Berlin/Wien. Investorenschutz ist einer der umstrittensten Punkte im geplanten Freihandelsabkommen zwischen der EU und den USA beziehungsweise der EU und Kanada. Nachdem es monatelange Kritik an den sogenannten ISDS-Klauseln gehagelt hat, macht Deutschland erneut klar, dass es diese in keinem der beiden Abkommen haben möchte. Den vor einem Jahr fix und fertig ausgehandelten Vertrag mit Kanada (Ceta) lehnt Berlin daher in dieser Form ab, berichtet die "Süddeutsche Zeitung" unter Berufung auf EU-Diplomaten. Ein klares Signal an das US-Abkommen TTIP. Denn für dieses gilt Ceta als eine Art Testabkommen: Was bei den Kanadiern durchgeht, soll später auch für die Amerikaner gelten.

ISDS-Klauseln (Investor-Staat-Schiedsverfahren-Klauseln) ermöglichen es ausländischen Investoren, einen Staat an der ordentlichen Gerichtsbarkeit vorbei vor Sondertribunalen zu klagen, wenn sie durch eine politische Entscheidung ihre Investition oder ihre Profite geschmälert sehen.

Seit einem halben Jahr erhöht Berlin konstant den Druck auf diesem Gebiet. "Deutschland erachtet Bestimmungen zum Investitionsschutz einschließlich Investor-Staat Schiedsverfahren in Abkommen mit OECD-Staaten (...) grundsätzlich nicht als erforderlich", hieß es in einer Erklärung der deutschen Bundesregierung bereits im Februar. Im März erklärte die Staatssekretärin im Wirtschaftsministerium, Brigitte Zypries, dass Deutschland alles tun werde, um ISDS in TTIP zu verhindern.

Trotz der Klarheit der Worte hat man diese Erklärungen in einigen Verhandlerkreisen für Ausrutscher gehalten. Bis Berlin nun erneut erklärte, auf ISDS mit Ländern verzichten zu wollen, "die über belastbare Rechtsordnungen verfügen und ausreichend Rechtsschutz vor unabhängigen nationalen Gerichten gewährleisten". Dazu zählt Berlin sowohl Kanada als auch die USA. Daneben haben sich namhafte deutsche Interessensvertreter gegen ISDS ausgesprochen, darunter der Bundesverband der mittelständischen Wirtschaft.

"Um TTIP durchzusetzen, braucht es im Zweifel ISDS"

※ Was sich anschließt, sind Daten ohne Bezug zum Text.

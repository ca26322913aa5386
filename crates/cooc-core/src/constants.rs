/// Separates the two halves of a pair key (`target,word`).
/// Normalization strips commas, so no word can contain it.
pub const PAIR_SEPARATOR: char = ',';

/// Separates the two target names in a feature row's pair name.
pub const PAIR_NAME_SEPARATOR: char = '-';

/// Documents processed between aggregator flushes and index syncs.
pub const DEFAULT_SYNC_FREQUENCY: usize = 10_000;

/// Rendered in place of a value that was never observed.
pub const MISSING_MARKER: &str = "?";

/// Correlation above which a pair counts as mildly related.
pub const MILD_THRESHOLD: f64 = 0.1;

/// Correlation above which a pair counts as strongly related.
pub const STRONG_THRESHOLD: f64 = 0.3;
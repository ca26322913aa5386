//! Pairwise relation metrics between targets that share context words.

use std::collections::{BTreeMap, HashMap};

use crate::pair::PairKey;

/// Agreement between two association strengths, independent of argument
/// order. Same-sign inputs land in `(0, 1]`; mixed signs come out negative.
pub fn context_similarity(a: f64, b: f64) -> f64 {
    let (small, large) = if a.abs() <= b.abs() {
        (a.abs(), b.abs())
    } else {
        (b.abs(), a.abs())
    };
    if large == 0.0 {
        return 1.0;
    }
    let ratio = small / large;
    if a.signum() != b.signum() && small != 0.0 {
        -ratio
    } else {
        ratio
    }
}

/// Absolute PMI difference.
pub fn pmi_gap(a: f64, b: f64) -> f64 {
    (a - b).abs()
}

/// Finalized metrics for one target pair.
#[derive(Clone, Copy, Debug, PartialEq)]
pub struct RelationMetrics {
    pub context_similarity: f64,
    pub pmi_gap: f64,
}

impl RelationMetrics {
    /// `context_similarity,pmi_gap` as stored in the relation table.
    pub fn encode(&self) -> String {
        format!("{},{}", self.context_similarity, self.pmi_gap)
    }

    pub fn decode(value: &str) -> Option<Self> {
        let (similarity, gap) = value.split_once(',')?;
        Some(Self {
            context_similarity: similarity.trim().parse().ok()?,
            pmi_gap: gap.trim().parse().ok()?,
        })
    }
}

#[derive(Clone, Copy, Debug, Default)]
struct Accumulator {
    similarity_sum: f64,
    gap_sum: f64,
    weight_sum: f64,
    shared_words: u64,
}

impl Accumulator {
    fn add(&mut self, pmi_1: f64, pmi_2: f64) {
        let weight = pmi_1.max(pmi_2);
        self.similarity_sum += context_similarity(pmi_1, pmi_2) * weight;
        self.gap_sum += pmi_gap(pmi_1, pmi_2) * weight;
        self.weight_sum += weight;
        self.shared_words += 1;
    }

    fn finish(&self) -> Option<RelationMetrics> {
        if self.weight_sum == 0.0 {
            return None;
        }
        Some(RelationMetrics {
            context_similarity: self.similarity_sum / self.weight_sum,
            pmi_gap: self.gap_sum / self.weight_sum,
        })
    }
}

/// Groups PMI records by context word and folds every pair of distinct
/// targets sharing a word into a weighted average.
#[derive(Debug, Default)]
pub struct RelationFinder {
    min_shared_words: u64,
    by_word: BTreeMap<String, Vec<(String, f64)>>,
}

impl RelationFinder {
    /// Pairs need strictly more than `min_shared_words` shared context
    /// words to be reported.
    pub fn new(min_shared_words: u64) -> Self {
        Self {
            min_shared_words,
            by_word: BTreeMap::new(),
        }
    }

    /// Record one PMI entry. The pair is read as `(target, context word)`.
    pub fn add_pmi(&mut self, pair: PairKey, pmi: f64) {
        self.by_word
            .entry(pair.second)
            .or_default()
            .push((pair.first, pmi));
    }

    /// Compute metrics for every target pair with enough shared evidence,
    /// ordered by pair key.
    pub fn finish(self) -> Vec<(PairKey, RelationMetrics)> {
        let mut pairs: HashMap<PairKey, Accumulator> = HashMap::new();
        for sharing in self.by_word.values() {
            for (i, (target_1, pmi_1)) in sharing.iter().enumerate() {
                for (target_2, pmi_2) in &sharing[i + 1..] {
                    if target_1 == target_2 {
                        continue;
                    }
                    let key = PairKey::new(target_1.as_str(), target_2.as_str());
                    let key = if pairs.contains_key(&key) || !pairs.contains_key(&key.reversed()) {
                        key
                    } else {
                        key.reversed()
                    };
                    pairs.entry(key).or_default().add(*pmi_1, *pmi_2);
                }
            }
        }

        let mut relations: Vec<_> = pairs
            .into_iter()
            .filter(|(_, acc)| acc.shared_words > self.min_shared_words)
            .filter_map(|(key, acc)| acc.finish().map(|metrics| (key, metrics)))
            .collect();
        relations.sort_by(|a, b| a.0.cmp(&b.0));
        relations
    }
}
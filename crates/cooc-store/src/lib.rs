//! Persistence and orchestration for `cooc-core`: SQLite key/value stores,
//! the document index, the incremental aggregator and the cached
//! experiment runner.

pub mod aggregator;
pub mod config;
pub mod corpus;
pub mod error;
pub mod experiment;
pub mod index;
pub mod kv;
pub mod schema;
pub mod state;
pub mod tasks;

pub use aggregator::{Aggregator, FlushStats};
pub use config::{CorpusSpec, CountOptions, IndexOptions, RunParameters};
pub use corpus::{CorpusKind, RawDocument};
pub use error::{Result, StoreError};
pub use experiment::{ExperimentPaths, Experimenter, PlannedTask, RunReport};
pub use index::{DocumentIndex, IndexSummary, Indexer};
pub use kv::KvStore;
pub use state::{CorpusDescriptor, ExperimentState, Param, StateStore, TaskKind, TaskRecord};
use rusqlite::Connection;

use crate::error::Result;

pub const SCHEMA_VERSION: i64 = 1;

/// Marks a database as written by this crate.
pub const APPLICATION_KEY: &str = "application";
pub const APPLICATION_NAME: &str = "cooc";

fn configure(conn: &Connection) -> Result<()> {
    conn.execute_batch("PRAGMA journal_mode = WAL;")?;
    conn.pragma_update(None, "synchronous", "FULL")?;
    conn.pragma_update(None, "busy_timeout", 5000)?;
    conn.execute_batch(
        "
        CREATE TABLE IF NOT EXISTS metadata (
            key   TEXT PRIMARY KEY,
            value TEXT NOT NULL
        );
        ",
    )?;
    conn.execute(
        "INSERT OR REPLACE INTO metadata (key, value) VALUES (?1, ?2)",
        [APPLICATION_KEY, APPLICATION_NAME],
    )?;
    conn.execute(
        "INSERT OR REPLACE INTO metadata (key, value) VALUES ('schema_version', ?1)",
        [SCHEMA_VERSION.to_string()],
    )?;
    Ok(())
}

/// Key/value table holding counts, PMI values or relation metrics as text.
pub fn initialize_kv(conn: &Connection) -> Result<()> {
    configure(conn)?;
    conn.execute_batch(
        "
        CREATE TABLE IF NOT EXISTS kv (
            key   TEXT PRIMARY KEY,
            value TEXT NOT NULL
        );
        ",
    )?;
    Ok(())
}

/// Completed task records and indexed corpora of one experiment directory.
pub fn initialize_experiment(conn: &Connection) -> Result<()> {
    configure(conn)?;
    conn.execute_batch(
        "
        CREATE TABLE IF NOT EXISTS completed_tasks (
            kind    TEXT NOT NULL,
            args    TEXT NOT NULL,
            context TEXT NOT NULL,
            PRIMARY KEY (kind, args, context)
        );

        CREATE TABLE IF NOT EXISTS indexed_corpora (
            name      TEXT PRIMARY KEY,
            kind      TEXT NOT NULL,
            stop_file TEXT
        );
        ",
    )?;
    Ok(())
}

/// Whether an existing database carries this crate's marker.
pub fn is_recognized(conn: &Connection) -> bool {
    conn.query_row(
        "SELECT value FROM metadata WHERE key = ?1",
        [APPLICATION_KEY],
        |row| row.get::<_, String>(0),
    )
    .map(|name| name == APPLICATION_NAME)
    .unwrap_or(false)
}
//! Merges in-memory count tables into the durable word and co-occurrence
//! stores.

use cooc_core::{CountTables, PairKey};

use crate::error::Result;
use crate::kv::{self, KvStore};

/// Entries touched by one flush.
#[derive(Clone, Copy, Debug, Default, PartialEq, Eq)]
pub struct FlushStats {
    pub words: usize,
    pub pairs: usize,
}

/// Adds deltas onto whatever the stores already hold. Values only ever
/// grow: an absent key reads as zero and every write is `old + delta`.
pub struct Aggregator<'s> {
    words: &'s KvStore,
    cooccurrences: &'s KvStore,
    flushes: usize,
}

impl<'s> Aggregator<'s> {
    pub fn new(words: &'s KvStore, cooccurrences: &'s KvStore) -> Self {
        Self {
            words,
            cooccurrences,
            flushes: 0,
        }
    }

    pub fn flushes(&self) -> usize {
        self.flushes
    }

    /// Merge `tables` into the stores and clear them. Each store is written
    /// in one transaction, keys in sorted order.
    pub fn flush(&mut self, tables: &mut CountTables) -> Result<FlushStats> {
        if tables.is_empty() {
            return Ok(FlushStats::default());
        }

        let mut words: Vec<_> = tables.word_counts.iter().collect();
        words.sort();
        let word_entries = self.words.transaction(|tx| {
            for (word, delta) in &words {
                let current = match kv::get_on(tx, word)? {
                    Some(value) => kv::parse_count(word, &value)?,
                    None => 0,
                };
                kv::put_on(tx, word, &(current + **delta).to_string())?;
            }
            Ok(words.len())
        })?;

        let mut pairs: Vec<_> = tables.cooccurrences.iter().collect();
        pairs.sort();
        let pair_entries = self.cooccurrences.transaction(|tx| {
            for (pair, delta) in &pairs {
                let (key, current) = existing_orientation(tx, pair)?;
                kv::put_on(tx, &key, &(current + **delta).to_string())?;
            }
            Ok(pairs.len())
        })?;

        tables.clear();
        self.flushes += 1;
        let stats = FlushStats {
            words: word_entries,
            pairs: pair_entries,
        };
        tracing::info!(
            "flush {}: merged {} word counts and {} co-occurrence counts",
            self.flushes,
            stats.words,
            stats.pairs
        );
        Ok(stats)
    }
}

/// Key under which `pair` is already stored, in either orientation, with
/// its current count. New pairs keep their own orientation.
fn existing_orientation(conn: &rusqlite::Connection, pair: &PairKey) -> Result<(String, u64)> {
    for candidate in pair.orientations() {
        let key = candidate.encode();
        if let Some(value) = kv::get_on(conn, &key)? {
            let count = kv::parse_count(&key, &value)?;
            return Ok((key, count));
        }
    }
    Ok((pair.encode(), 0))
}
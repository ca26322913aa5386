use std::fmt;
use std::str::FromStr;

use serde::{Deserialize, Serialize};

use crate::constants::{MILD_THRESHOLD, STRONG_THRESHOLD};
use crate::error::CoreError;

/// Maps a ground-truth correlation score onto a nominal label.
#[derive(Clone, Copy, Debug, PartialEq, Eq, Hash, Serialize, Deserialize)]
#[serde(try_from = "String", into = "String")]
pub enum TruthFunction {
    TwoWayMild,
    TwoWayStrong,
    ThreeWayMild,
    ThreeWayStrong,
    FiveWay,
}

impl TruthFunction {
    pub const ALL: [TruthFunction; 5] = [
        TruthFunction::TwoWayMild,
        TruthFunction::TwoWayStrong,
        TruthFunction::ThreeWayMild,
        TruthFunction::ThreeWayStrong,
        TruthFunction::FiveWay,
    ];

    pub fn name(&self) -> &'static str {
        match self {
            TruthFunction::TwoWayMild => "2_way_mild",
            TruthFunction::TwoWayStrong => "2_way_strong",
            TruthFunction::ThreeWayMild => "3_way_mild",
            TruthFunction::ThreeWayStrong => "3_way_strong",
            TruthFunction::FiveWay => "5_way",
        }
    }

    /// Every label `classify` can return, in declaration order.
    pub fn labels(&self) -> &'static [&'static str] {
        match self {
            TruthFunction::TwoWayMild => &["MILD_POS", "NONE"],
            TruthFunction::TwoWayStrong => &["STRONG_POS", "NONE"],
            TruthFunction::ThreeWayMild => &["MILD_POS", "MILD_NEG", "NONE"],
            TruthFunction::ThreeWayStrong => &["STRONG_POS", "STRONG_NEG", "NONE"],
            TruthFunction::FiveWay => &["STRONG_POS", "MILD_POS", "MILD_NEG", "STRONG_NEG", "NONE"],
        }
    }

    pub fn classify(&self, score: f64) -> &'static str {
        match self {
            TruthFunction::TwoWayMild if score > MILD_THRESHOLD => "MILD_POS",
            TruthFunction::TwoWayStrong if score > STRONG_THRESHOLD => "STRONG_POS",
            TruthFunction::ThreeWayMild if score > MILD_THRESHOLD => "MILD_POS",
            TruthFunction::ThreeWayMild if score < -MILD_THRESHOLD => "MILD_NEG",
            TruthFunction::ThreeWayStrong if score > STRONG_THRESHOLD => "STRONG_POS",
            TruthFunction::ThreeWayStrong if score < -STRONG_THRESHOLD => "STRONG_NEG",
            TruthFunction::FiveWay if score > STRONG_THRESHOLD => "STRONG_POS",
            TruthFunction::FiveWay if score > MILD_THRESHOLD => "MILD_POS",
            TruthFunction::FiveWay if score < -STRONG_THRESHOLD => "STRONG_NEG",
            TruthFunction::FiveWay if score < -MILD_THRESHOLD => "MILD_NEG",
            _ => "NONE",
        }
    }
}

impl fmt::Display for TruthFunction {
    fn fmt(&self, f: &mut fmt::Formatter<'_>) -> fmt::Result {
        f.write_str(self.name())
    }
}

impl FromStr for TruthFunction {
    type Err = CoreError;

    fn from_str(s: &str) -> Result<Self, Self::Err> {
        TruthFunction::ALL
            .into_iter()
            .find(|f| f.name() == s)
            .ok_or_else(|| CoreError::Config(format!("invalid truth function name '{s}'")))
    }
}

impl TryFrom<String> for TruthFunction {
    type Error = CoreError;

    fn try_from(s: String) -> Result<Self, Self::Error> {
        s.parse()
    }
}

impl From<TruthFunction> for String {
    fn from(f: TruthFunction) -> Self {
        f.name().to_string()
    }
}
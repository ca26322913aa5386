//! Windowed co-occurrence counting over indexed fields.

use std::collections::HashMap;

use crate::pair::PairKey;
use crate::phrase::{substitute, unseparated_phrases};
use crate::token::{IndexedDocument, Token};
use crate::vocabulary::Vocabulary;
use crate::window::{ActiveTargets, RecentWords, Window};

/// In-memory counts accumulated between aggregator flushes.
#[derive(Clone, Debug, Default)]
pub struct CountTables {
    pub word_counts: HashMap<String, u64>,
    pub cooccurrences: HashMap<PairKey, u64>,
}

impl CountTables {
    pub fn new() -> Self {
        Self::default()
    }

    pub fn add_word(&mut self, word: &str) {
        *self.word_counts.entry(word.to_string()).or_insert(0) += 1;
    }

    /// Count one co-occurrence of `target` with `word`. A word never
    /// co-occurs with itself, and an existing entry under the reversed
    /// orientation is incremented rather than duplicated.
    pub fn add_cooccurrence(&mut self, target: &str, word: &str) {
        if target == word {
            return;
        }
        let key = PairKey::new(target, word);
        if let Some(count) = self.cooccurrences.get_mut(&key) {
            *count += 1;
        } else if let Some(count) = self.cooccurrences.get_mut(&key.reversed()) {
            *count += 1;
        } else {
            self.cooccurrences.insert(key, 1);
        }
    }

    pub fn is_empty(&self) -> bool {
        self.word_counts.is_empty() && self.cooccurrences.is_empty()
    }

    pub fn clear(&mut self) {
        self.word_counts.clear();
        self.cooccurrences.clear();
    }

    pub fn total_words(&self) -> u64 {
        self.word_counts.values().sum()
    }
}

/// Streams indexed fields into a [`CountTables`]. Carries its window as
/// explicit configuration; nothing is shared between counters.
#[derive(Clone, Debug)]
pub struct CooccurrenceCounter<'v> {
    vocabulary: &'v Vocabulary,
    window: Window,
}

impl<'v> CooccurrenceCounter<'v> {
    pub fn new(vocabulary: &'v Vocabulary, window: Window) -> Self {
        Self { vocabulary, window }
    }

    /// Count every field of a document independently.
    pub fn count_document(&self, document: &IndexedDocument, tables: &mut CountTables) {
        for field in document.fields() {
            self.count_field(field, tables);
        }
    }

    /// Count one field. Windows never reach across a removed stop word.
    pub fn count_field(&self, tokens: &[Token], tables: &mut CountTables) {
        for phrase in unseparated_phrases(tokens) {
            let spans = substitute(phrase, self.vocabulary);
            self.count_phrase(spans, tables);
        }
    }

    fn count_phrase(&self, spans: Vec<Token>, tables: &mut CountTables) {
        let mut recent = RecentWords::new(self.window);
        let mut active = ActiveTargets::new(self.window);

        for span in spans {
            tables.add_word(&span.word);
            for target in active.in_reach(span.position) {
                tables.add_cooccurrence(target, &span.word);
            }
            if self.vocabulary.is_target(&span.word) {
                // Words before the target are invisible to the forward scan.
                recent.prune(span.position);
                for earlier in recent.iter() {
                    tables.add_cooccurrence(&span.word, &earlier.word);
                }
                active.place(&span);
            }
            recent.push(span);
        }
    }
}
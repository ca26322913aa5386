//! Feature rows and their attribute-relation rendering.

use crate::constants::{MISSING_MARKER, PAIR_NAME_SEPARATOR};
use crate::pair::PairKey;
use crate::relation::RelationMetrics;
use crate::truth::TruthFunction;

pub const RELATION_NAME: &str = "relatedness";

/// One labeled instance per related target pair.
#[derive(Clone, Debug, PartialEq)]
pub struct FeatureRow {
    pub pair: PairKey,
    pub metrics: RelationMetrics,
    /// PMI between the two targets themselves; `None` if they never
    /// co-occurred above the PMI threshold.
    pub pmi: Option<f64>,
    /// Raw co-occurrence count between the targets, zero if never seen.
    pub cooccurrences: u64,
    /// Present only when a truth function is in use; `None` marks a pair
    /// missing from the truth table.
    pub truth: Option<Option<&'static str>>,
}

impl FeatureRow {
    pub fn pair_name(&self) -> String {
        format!(
            "{}{PAIR_NAME_SEPARATOR}{}",
            self.pair.first, self.pair.second
        )
    }
}

/// Fixed attribute schema, with the truth column when a function is set.
#[derive(Clone, Copy, Debug, Default)]
pub struct FeatureSchema {
    pub truth_function: Option<TruthFunction>,
}

impl FeatureSchema {
    pub fn new(truth_function: Option<TruthFunction>) -> Self {
        Self { truth_function }
    }

    pub fn header(&self) -> String {
        let mut out = format!("@RELATION {RELATION_NAME}\n\n");
        for name in [
            "context similarity",
            "normal similarity",
            "pmi between targets",
            "times targets cooccurred",
        ] {
            out.push_str(&format!("@ATTRIBUTE '{name}' NUMERIC\n"));
        }
        out.push_str("@ATTRIBUTE 'pair name' STRING\n");
        if let Some(function) = self.truth_function {
            out.push_str(&format!(
                "@ATTRIBUTE 'truth value' {{{}}}\n",
                function.labels().join(",")
            ));
        }
        out.push_str("\n@DATA\n");
        out
    }

    pub fn render_row(&self, row: &FeatureRow) -> String {
        let pmi = row
            .pmi
            .map(|p| p.to_string())
            .unwrap_or_else(|| MISSING_MARKER.to_string());
        let mut line = format!(
            "{},{},{},{},'{}'",
            row.metrics.context_similarity,
            row.metrics.pmi_gap,
            pmi,
            row.cooccurrences,
            escape(&row.pair_name()),
        );
        if self.truth_function.is_some() {
            line.push(',');
            line.push_str(row.truth.flatten().unwrap_or(MISSING_MARKER));
        }
        line.push('\n');
        line
    }
}

fn escape(value: &str) -> String {
    value.replace('\\', "\\\\").replace('\'', "\\'")
}

#[cfg(test)]
mod tests {
    use super::*;

    fn row(pmi: Option<f64>, truth: Option<Option<&'static str>>) -> FeatureRow {
        FeatureRow {
            pair: PairKey::new("diabetes", "depression"),
            metrics: RelationMetrics {
                context_similarity: 0.5,
                pmi_gap: 1.25,
            },
            pmi,
            cooccurrences: 3,
            truth,
        }
    }

    #[test]
    fn test_header_without_truth() {
        let header = FeatureSchema::new(None).header();
        assert!(header.starts_with("@RELATION relatedness"));
        assert!(header.contains("@ATTRIBUTE 'pmi between targets' NUMERIC"));
        assert!(header.contains("@ATTRIBUTE 'pair name' STRING"));
        assert!(!header.contains("truth value"));
        assert!(header.ends_with("@DATA\n"));
    }

    #[test]
    fn test_header_with_truth_labels() {
        let header = FeatureSchema::new(Some(TruthFunction::TwoWayMild)).header();
        assert!(header.contains("@ATTRIBUTE 'truth value' {MILD_POS,NONE}"));
    }

    #[test]
    fn test_row_populated() {
        let line = FeatureSchema::new(None).render_row(&row(Some(2.0), None));
        assert_eq!(line, "0.5,1.25,2,3,'diabetes-depression'\n");
    }

    #[test]
    fn test_row_missing_markers() {
        let schema = FeatureSchema::new(Some(TruthFunction::TwoWayStrong));
        let line = schema.render_row(&row(None, Some(None)));
        assert_eq!(line, "0.5,1.25,?,3,'diabetes-depression',?\n");
        let labeled = schema.render_row(&row(Some(0.0), Some(Some("NONE"))));
        assert_eq!(labeled, "0.5,1.25,0,3,'diabetes-depression',NONE\n");
    }
}
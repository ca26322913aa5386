use std::collections::{HashMap, HashSet};

use crate::error::{CoreError, Result};
use crate::tokenizer::{normalize_phrase, parse_word_list};

/// Targets to track plus the synonyms that rewrite to them.
#[derive(Clone, Debug, Default)]
pub struct Vocabulary {
    targets: HashSet<String>,
    synonyms: HashMap<String, String>,
    /// Word length of the longest target or synonym; bounds the phrase scan.
    max_span: usize,
}

impl Vocabulary {
    pub fn new(targets: HashSet<String>, synonyms: HashMap<String, String>) -> Self {
        let max_span = targets
            .iter()
            .chain(synonyms.keys())
            .map(|phrase| phrase.split(' ').count())
            .max()
            .unwrap_or(1);
        Self {
            targets,
            synonyms,
            max_span,
        }
    }

    /// Build from the contents of a target list and an optional synonym file.
    pub fn parse(targets: &str, synonyms: Option<&str>) -> Result<Self> {
        let synonyms = match synonyms {
            Some(content) => parse_synonyms(content)?,
            None => HashMap::new(),
        };
        Ok(Self::new(parse_word_list(targets), synonyms))
    }

    pub fn is_target(&self, word: &str) -> bool {
        self.targets.contains(word)
    }

    /// Canonical target for a synonym phrase.
    pub fn canonical(&self, phrase: &str) -> Option<&str> {
        self.synonyms.get(phrase).map(String::as_str)
    }

    pub fn targets(&self) -> &HashSet<String> {
        &self.targets
    }

    pub fn max_span(&self) -> usize {
        self.max_span
    }
}

/// Parse `synonym:target` lines. Blank lines are skipped; any other line
/// must have exactly one `:` with non-empty text on both sides.
pub fn parse_synonyms(content: &str) -> Result<HashMap<String, String>> {
    let mut synonyms = HashMap::new();
    for (index, line) in content.lines().enumerate() {
        let line = line.trim();
        if line.is_empty() {
            continue;
        }
        let malformed = || CoreError::Format {
            line: index + 1,
            message: "lines should be in the format 'synonym:target'".into(),
        };
        let (synonym, target) = line.split_once(':').ok_or_else(malformed)?;
        if target.contains(':') {
            return Err(malformed());
        }
        let (synonym, target) = (normalize_phrase(synonym), normalize_phrase(target));
        if synonym.is_empty() || target.is_empty() {
            return Err(malformed());
        }
        synonyms.insert(synonym, target);
    }
    Ok(synonyms)
}

#[cfg(test)]
mod tests {
    use super::*;

    #[test]
    fn test_parse_synonyms() {
        let map = parse_synonyms("Sugar Diabetes:diabetes\n\nlow mood: Depression\n").unwrap();
        assert_eq!(map.get("sugar diabetes").unwrap(), "diabetes");
        assert_eq!(map.get("low mood").unwrap(), "depression");
    }

    #[test]
    fn test_parse_synonyms_missing_colon_reports_line() {
        let err = parse_synonyms("a:b\nno delimiter here\n").unwrap_err();
        assert_eq!(
            err,
            CoreError::Format {
                line: 2,
                message: "lines should be in the format 'synonym:target'".into()
            }
        );
    }

    #[test]
    fn test_parse_synonyms_empty_side() {
        assert!(matches!(
            parse_synonyms("blues:"),
            Err(CoreError::Format { line: 1, .. })
        ));
        assert!(matches!(
            parse_synonyms(":depression"),
            Err(CoreError::Format { line: 1, .. })
        ));
    }

    #[test]
    fn test_parse_synonyms_extra_colon() {
        assert!(matches!(
            parse_synonyms("x:y\na:b:c"),
            Err(CoreError::Format { line: 2, .. })
        ));
    }

    #[test]
    fn test_max_span() {
        let vocab = Vocabulary::parse("diabetes\ntype 2 diabetes", Some("adult onset sugar disease:diabetes"))
            .unwrap();
        assert_eq!(vocab.max_span(), 4);
        assert!(vocab.is_target("type 2 diabetes"));
        assert_eq!(vocab.canonical("adult onset sugar disease"), Some("diabetes"));
    }

    #[test]
    fn test_empty_vocabulary_span() {
        assert_eq!(Vocabulary::default().max_span(), 0);
        assert_eq!(Vocabulary::parse("", None).unwrap().max_span(), 1);
    }
}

Der Sprecher des deutschen Wirtschaftsministers Sigmar Gabriel, Tobias Dünow, relativierte zwar am Montag: "Die Verhandlungen laufen, wir haben noch keinen Text vorliegen. Wenn wir einen Text vorliegen haben, werden wir ihn bewerten." Ein Nein zu ISDS bedeute nicht automatisch ein Nein zu einer solchen Vereinbarung. Dennoch sollten auch die letzten Zweifel daran ausgeräumt sein, dass Deutschland ISDS nicht in Abkommen mit Nordamerika akzeptieren will. Dazu kommt, dass Frankreich ebenso vehement gegen den Investorenschutz mit den USA eintritt. Auf Seite der EU-Kommission macht sich nun Angst breit, TTIP könnte überhaupt dem Untergang geweiht sein. Sollte das Abkommen mit Kanada scheitern, "dann ist auch das mit den USA tot", erklärte ein ranghoher EU-Beamter. Doch selbst wenn Ceta noch gerettet wird - etwa unter Herausnahme der ISDS-Klausel - so wäre das im Fall von TTIP gravierender. Denn offenbar wurde das EU-US-Freihandelsabkommen von den Verhandlern derart konzipiert, dass es sich ohne ISDS gar nicht rechtsverbindlich durchsetzen lässt. Gegenüber der "Wiener Zeitung" erklärte John Clancy, Sprecher für EU-Handelspolitik: "Das US-System erlaubt es Unternehmen nicht, internationale Abkommen wie TTIP als Rechtsgrundlage in nationalen Gerichten zu verwenden. Dasselbe gilt für das EU-System. Um das Handelsabkommen also juristisch durchzusetzen, können EU-Unternehmen nicht auf das US-Rechtssystem allein vertrauen und müssten im Zweifel auf ein internationales Schiedsgerichtsverfahren zurückgreifen."